Quota 100, uscita 2019-21 con 62 anni e 38 di contributi
Per il triennio 2019 in via sperimentale si potrà andare in pensione anticipata con 62 anni di età e almeno 38 di contributi. Nella bozza si precisa che il requisito è «successivamente» adeguato agli incrementi della speranza di vita. La pensione con la cosiddetta Quota 100 non è cumulabile fino al raggiungimento del requisito di vecchiaia con i redditi da lavoro dipendente o autonomo a meno che non sia autonomo occasionale entro i 5.000 euro annui. È prevista una decorrenza di tre mesi per i lavoratori privati e di sei mesi per i pubblici. La prima finestra per i privati è aprile 2019 mentre la prima per i pubblici è luglio 2019. È previsto un preavviso per i pubblici alle amministrazioni di almeno sei mesi.

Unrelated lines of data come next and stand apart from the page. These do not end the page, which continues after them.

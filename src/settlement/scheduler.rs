//! Timers driving settlement
//!
//! [`TokioScheduler`] runs tasks on the tokio runtime. [`ManualScheduler`]
//! only records them so tests can fire them on demand.

use futures::future::BoxFuture;
use std::sync::{Arc, Mutex, MutexGuard, PoisonError};
use std::time::Duration;
use tokio::task::AbortHandle;
use tokio::time::{Instant, MissedTickBehavior};

/// Work run once by [`Scheduler::after`]
pub type Task = Box<dyn FnOnce() -> BoxFuture<'static, ()> + Send>;

/// Work run on every tick of [`Scheduler::every`]
pub type RecurringTask = Arc<dyn Fn() -> BoxFuture<'static, ()> + Send + Sync>;

/// Handle to a scheduled task
///
/// Dropping the handle leaves the task running; call [`abort`](Self::abort)
/// to stop it.
#[derive(Debug, Default)]
pub struct ScheduleHandle {
    abort: Option<AbortHandle>,
}

impl ScheduleHandle {
    pub fn new(abort: AbortHandle) -> Self {
        Self { abort: Some(abort) }
    }

    /// A handle not bound to any runtime task
    pub fn detached() -> Self {
        Self { abort: None }
    }

    pub fn abort(&self) {
        if let Some(abort) = &self.abort {
            abort.abort();
        }
    }

    pub fn is_finished(&self) -> bool {
        self.abort.as_ref().is_none_or(AbortHandle::is_finished)
    }
}

/// Runs settlement work later or periodically
///
/// Delivery is at-least-once; tasks must tolerate running after the work
/// they target was already done.
pub trait Scheduler: Send + Sync {
    /// Run `task` once after `delay`
    fn after(&self, delay: Duration, task: Task) -> ScheduleHandle;

    /// Run `task` every `period`, the first run one `period` from now
    fn every(&self, period: Duration, task: RecurringTask) -> ScheduleHandle;
}

/// Scheduler backed by `tokio::spawn` and `tokio::time`
///
/// Must be used from within a tokio runtime.
#[derive(Debug, Clone, Copy, Default)]
pub struct TokioScheduler;

impl Scheduler for TokioScheduler {
    fn after(&self, delay: Duration, task: Task) -> ScheduleHandle {
        let handle = tokio::spawn(async move {
            tokio::time::sleep(delay).await;
            task().await;
        });
        ScheduleHandle::new(handle.abort_handle())
    }

    fn every(&self, period: Duration, task: RecurringTask) -> ScheduleHandle {
        let handle = tokio::spawn(async move {
            let mut ticker = tokio::time::interval_at(Instant::now() + period, period);
            ticker.set_missed_tick_behavior(MissedTickBehavior::Delay);
            loop {
                ticker.tick().await;
                task().await;
            }
        });
        ScheduleHandle::new(handle.abort_handle())
    }
}

/// Scheduler that records tasks instead of running them
#[derive(Default)]
pub struct ManualScheduler {
    pending: Mutex<Vec<(Duration, Task)>>,
    recurring: Mutex<Vec<(Duration, RecurringTask)>>,
}

fn lock<T>(mutex: &Mutex<T>) -> MutexGuard<'_, T> {
    mutex.lock().unwrap_or_else(PoisonError::into_inner)
}

impl ManualScheduler {
    pub fn new() -> Self {
        Self::default()
    }

    /// Number of one-shot tasks waiting to run
    pub fn pending_count(&self) -> usize {
        lock(&self.pending).len()
    }

    /// Delays of the waiting one-shot tasks, in registration order
    pub fn pending_delays(&self) -> Vec<Duration> {
        lock(&self.pending).iter().map(|(delay, _)| *delay).collect()
    }

    pub fn recurring_count(&self) -> usize {
        lock(&self.recurring).len()
    }

    /// Run every waiting one-shot task; returns how many ran
    pub async fn run_pending(&self) -> usize {
        let tasks: Vec<_> = std::mem::take(&mut *lock(&self.pending));
        let count = tasks.len();
        for (_, task) in tasks {
            task().await;
        }
        count
    }

    /// Run every recurring task once; returns how many ran
    pub async fn tick(&self) -> usize {
        let tasks: Vec<RecurringTask> = lock(&self.recurring)
            .iter()
            .map(|(_, task)| task.clone())
            .collect();
        let count = tasks.len();
        for task in tasks {
            task().await;
        }
        count
    }
}

impl Scheduler for ManualScheduler {
    fn after(&self, delay: Duration, task: Task) -> ScheduleHandle {
        lock(&self.pending).push((delay, task));
        ScheduleHandle::detached()
    }

    fn every(&self, period: Duration, task: RecurringTask) -> ScheduleHandle {
        lock(&self.recurring).push((period, task));
        ScheduleHandle::detached()
    }
}
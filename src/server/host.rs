//! Server host holding the wired application state
//!
//! The host is the single owner of stores, services, the settlement engine
//! and the event bus. The REST layer and the lifecycle code in
//! [`ServerBuilder`](super::ServerBuilder) only borrow from it.

use crate::config::AppConfig;
use crate::core::auth::JwtAuthProvider;
use crate::core::events::EventBus;
use crate::core::store::RecordStore;
use crate::entities::dealer::{Dealer, DealerDescriptor, DealerService};
use crate::entities::payment::{PaymentDescriptor, PaymentService, PaymentStore};
use crate::entities::vehicle::{Vehicle, VehicleDescriptor, VehicleService};
use crate::server::entity_registry::EntityRegistry;
use crate::settlement::{OutcomeDecider, Scheduler, SettlementEngine, SettlementPolicy};
use std::sync::Arc;

/// Storage handles injected into the services
#[derive(Clone)]
pub struct Stores {
    pub dealers: Arc<dyn RecordStore<Dealer>>,
    pub vehicles: Arc<dyn RecordStore<Vehicle>>,
    pub payments: Arc<dyn PaymentStore>,
}

/// Host context containing all application state
pub struct ServerHost {
    pub config: Arc<AppConfig>,
    pub stores: Stores,
    pub dealers: Arc<DealerService>,
    pub vehicles: Arc<VehicleService>,
    pub payments: Arc<PaymentService>,
    pub engine: Arc<SettlementEngine>,
    pub auth: Arc<JwtAuthProvider>,
    pub event_bus: EventBus,

    /// Entity registry for CRUD routes
    pub entity_registry: EntityRegistry,
}

impl ServerHost {
    /// Wire services and the engine on top of the given stores
    ///
    /// Does not start any timer.
    pub fn from_components(
        config: AppConfig,
        stores: Stores,
        decider: Arc<dyn OutcomeDecider>,
        scheduler: Arc<dyn Scheduler>,
        event_bus: EventBus,
    ) -> Self {
        let engine = Arc::new(SettlementEngine::new(
            stores.payments.clone(),
            stores.dealers.clone(),
            decider,
            scheduler,
            event_bus.clone(),
            SettlementPolicy::from(&config.settlement),
        ));

        let dealers = Arc::new(DealerService::new(
            stores.dealers.clone(),
            stores.vehicles.clone(),
            event_bus.clone(),
        ));
        let vehicles = Arc::new(VehicleService::new(
            stores.vehicles.clone(),
            stores.dealers.clone(),
            event_bus.clone(),
        ));
        let payments = Arc::new(PaymentService::new(
            stores.payments.clone(),
            stores.dealers.clone(),
            engine.clone(),
            event_bus.clone(),
        ));

        let mut entity_registry = EntityRegistry::new();
        entity_registry.register(Box::new(DealerDescriptor::new(dealers.clone())));
        entity_registry.register(Box::new(VehicleDescriptor::new(vehicles.clone())));
        entity_registry.register(Box::new(PaymentDescriptor::new(payments.clone())));

        Self {
            auth: Arc::new(JwtAuthProvider::new(&config.auth)),
            config: Arc::new(config),
            stores,
            dealers,
            vehicles,
            payments,
            engine,
            event_bus,
            entity_registry,
        }
    }

    /// Get entity types registered in the host
    pub fn entity_types(&self) -> Vec<&str> {
        self.entity_registry.entity_types()
    }
}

Quota 100, arriva pace contributiva: massimo cinque anni
In via sperimentale per il triennio 2019-21 si potranno riscattare in tutto o in parte i periodi non coperti da contribuzione per i quali non sussista obbligo contributivo (come ad esempio il congedo parentale facoltativo, ndr). Sarà possibile solo per chi è interamente nel sistema contributivo e quindi non ha anzianità contributiva precedente il 31 dicembre 1995. Questa facoltà è esercitabile per un periodo non superiore a cinque anni anche non continuativi. L’onere sarà detraibile dall’imposta lorda per il 50%. Il versamento dell’onere potrà essere fatto con un’unica soluzione o al massimo in 60 rate mensili ognuna non inferiore a 30 euro senza applicazione di interessi per la rateizzazione. la rateizzazione non può essere concessa nel caso in cui i contributi debbano essere usato per l’immediata liquidazione della pensione.

Pubblica amministrazione, convenzioni con banche per anticipo tfr
Ai dipendenti pubblici che andranno in pensione con quota 100 o in pensionamento anticipato, il trattamento di fine rapporto verrà corrisposto «al momento in cui il soggetto avrebbe maturato il diritto alla corresponsione». Si precisa che le pubbliche amministrazioni stipulano apposite convenzioni con Istituti di credito per l’erogazione anticipata nei quali siano preventivamente fissati i limiti dei tassi di interesse.